This would imply in this case buyers lifting the bid. But how could they lift the bid without orders hitting the ask, which should be visible as positive delta?!

I understand theoritically what happens and what an absorption is, we see it everyday, but usually on small moves, but for a move of that amplitude as shown in the chart, in particular on the right side... is beyond comprehension.

(And I checked the data from multiple independant sources, it is correct.)

Think about it this way. Cumulative delta is measuring the amount of buying and selling done with market orders, basically. Market orders are considered aggressive - just get me in! Whereas limit orders are considered to be less aggressive. "I want to buy, but not at this price, a bit lower."

BUT, let's say that you're a big fish, and you're thinking, "I want to get in long but I want to buy 10,000 contracts and I want good execution/don't want anyone trying to push it in my face." How do you do that? Generally with limit orders either spaced out in a zone, or with an iceberg type of order which will break up your order into small increments and feed them out very quickly as they're filled. So it looks like a bunch of 1's, 2's etc but in reality it was one guy buying 5000 contracts and he was able to get it in a three tick zone. There are actually programs that aggregate those orders to sniff out those tactics.

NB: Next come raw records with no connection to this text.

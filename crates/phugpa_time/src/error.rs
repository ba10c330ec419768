//! Error types for civil-date construction and parsing.

use std::error::Error;
use std::fmt::{Display, Formatter};

/// Errors from civil-date validation or text parsing.
#[derive(Debug, Clone, PartialEq, Eq)]
#[non_exhaustive]
pub enum TimeError {
    /// Month or day outside the proleptic Gregorian calendar.
    InvalidDate { year: i32, month: u32, day: u32 },
    /// Text did not match `YYYY-MM-DD` or `YYYYMMDD`.
    Parse(String),
}

impl Display for TimeError {
    fn fmt(&self, f: &mut Formatter<'_>) -> std::fmt::Result {
        match self {
            Self::InvalidDate { year, month, day } => {
                write!(f, "invalid date: {year:04}-{month:02}-{day:02}")
            }
            Self::Parse(msg) => write!(f, "date parse error: {msg}"),
        }
    }
}

impl Error for TimeError {}
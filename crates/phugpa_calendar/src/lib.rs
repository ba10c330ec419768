//! Tibetan Phugpa calendar: month table and date conversion.
//!
//! The table is built once per [`CalendarConfig`] in three stages:
//! - month classification over the era (normal, double, inserted months)
//! - skip/double day annotation from the ephemeris weekday
//! - solar start dates propagated from a fixed anchor month
//!
//! After [`MonthTable::build`] returns, the table is immutable and all
//! queries take it by shared reference.

pub mod anchor;
pub mod annotate;
pub mod config;
pub mod convert;
pub mod error;
pub mod month_table;
pub mod types;

pub use config::{AnchorConfig, CalendarConfig};
pub use convert::{DatePair, TibetanQuery, solar_dates_for, tibetan_date_for};
pub use error::CalendarError;
pub use month_table::MonthTable;
pub use types::{DayKind, MonthDescriptor, MonthKind, TibetanDate};
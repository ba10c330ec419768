//! Julian Day Number ↔ proleptic Gregorian calendar conversions.
//!
//! JDN 0 is 4714-11-24 BCE (proleptic Gregorian). Floor division keeps the
//! formulas valid for astronomical years below zero.

/// Proleptic Gregorian date to Julian Day Number.
///
/// Does not validate; callers pass a real calendar date.
pub fn calendar_to_jdn(year: i32, month: u32, day: u32) -> i64 {
    let a = (14 - i64::from(month)) / 12;
    let y = i64::from(year) + 4800 - a;
    let m = i64::from(month) + 12 * a - 3;
    i64::from(day) + (153 * m + 2) / 5 + 365 * y + y.div_euclid(4) - y.div_euclid(100)
        + y.div_euclid(400)
        - 32045
}

/// Julian Day Number to proleptic Gregorian `(year, month, day)`.
pub fn jdn_to_calendar(jdn: i64) -> (i32, u32, u32) {
    let a = jdn + 32044;
    let b = (4 * a + 3).div_euclid(146_097);
    let c = a - (146_097 * b).div_euclid(4);
    let d = (4 * c + 3).div_euclid(1461);
    let e = c - (1461 * d).div_euclid(4);
    let m = (5 * e + 2).div_euclid(153);
    let day = e - (153 * m + 2) / 5 + 1;
    let month = m + 3 - 12 * (m / 10);
    let year = 100 * b + d - 4800 + m / 10;
    (year as i32, month as u32, day as u32)
}

/// Gregorian leap-year rule.
pub fn is_leap_year(year: i32) -> bool {
    (year % 4 == 0 && year % 100 != 0) || year % 400 == 0
}

/// Number of days in `month` of `year` (0 for an invalid month).
pub fn days_in_month(year: i32, month: u32) -> u32 {
    match month {
        1 | 3 | 5 | 7 | 8 | 10 | 12 => 31,
        4 | 6 | 9 | 11 => 30,
        2 if is_leap_year(year) => 29,
        2 => 28,
        _ => 0,
    }
}
//! Error type for the convenience wrapper.

use std::error::Error;
use std::fmt::{Display, Formatter};

use phugpa_calendar::CalendarError;
use phugpa_practice::PracticeError;
use phugpa_time::TimeError;

#[derive(Debug, Clone, PartialEq)]
#[non_exhaustive]
pub enum PhugpaError {
    /// `init` was called after the shared table already exists.
    AlreadyInitialized,
    /// Building the month table failed.
    Calendar(CalendarError),
    /// Invalid solar date or month.
    Time(TimeError),
    Practice(PracticeError),
}

impl Display for PhugpaError {
    fn fmt(&self, f: &mut Formatter<'_>) -> std::fmt::Result {
        match self {
            Self::AlreadyInitialized => f.write_str("calendar already initialized"),
            Self::Calendar(e) => write!(f, "calendar error: {e}"),
            Self::Time(e) => write!(f, "time error: {e}"),
            Self::Practice(e) => write!(f, "{e}"),
        }
    }
}

impl Error for PhugpaError {
    fn source(&self) -> Option<&(dyn Error + 'static)> {
        match self {
            Self::Calendar(e) => Some(e),
            Self::Time(e) => Some(e),
            Self::Practice(e) => Some(e),
            Self::AlreadyInitialized => None,
        }
    }
}

impl From<CalendarError> for PhugpaError {
    fn from(e: CalendarError) -> Self {
        Self::Calendar(e)
    }
}

impl From<TimeError> for PhugpaError {
    fn from(e: TimeError) -> Self {
        Self::Time(e)
    }
}

impl From<PracticeError> for PhugpaError {
    fn from(e: PracticeError) -> Self {
        match e {
            PracticeError::Time(t) => Self::Time(t),
            other => Self::Practice(other),
        }
    }
}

So in this case, you might see a bunch of cumulative delta go off but not be confirmed in the price. Because some big fish was buying or selling a boat load with limit orders. And if that's happening repeatedly, what will happen is traders seeing that absorption will begin to pull their sell limit orders, and it ends up taking much less delta to move the price upwards.

tl;dr That's my best guess as to how these things happen. Repeated absorption via limit orders followed by capitulation, traders yanking limit sells and the price moving up on comparatively little delta volume (or vice versa).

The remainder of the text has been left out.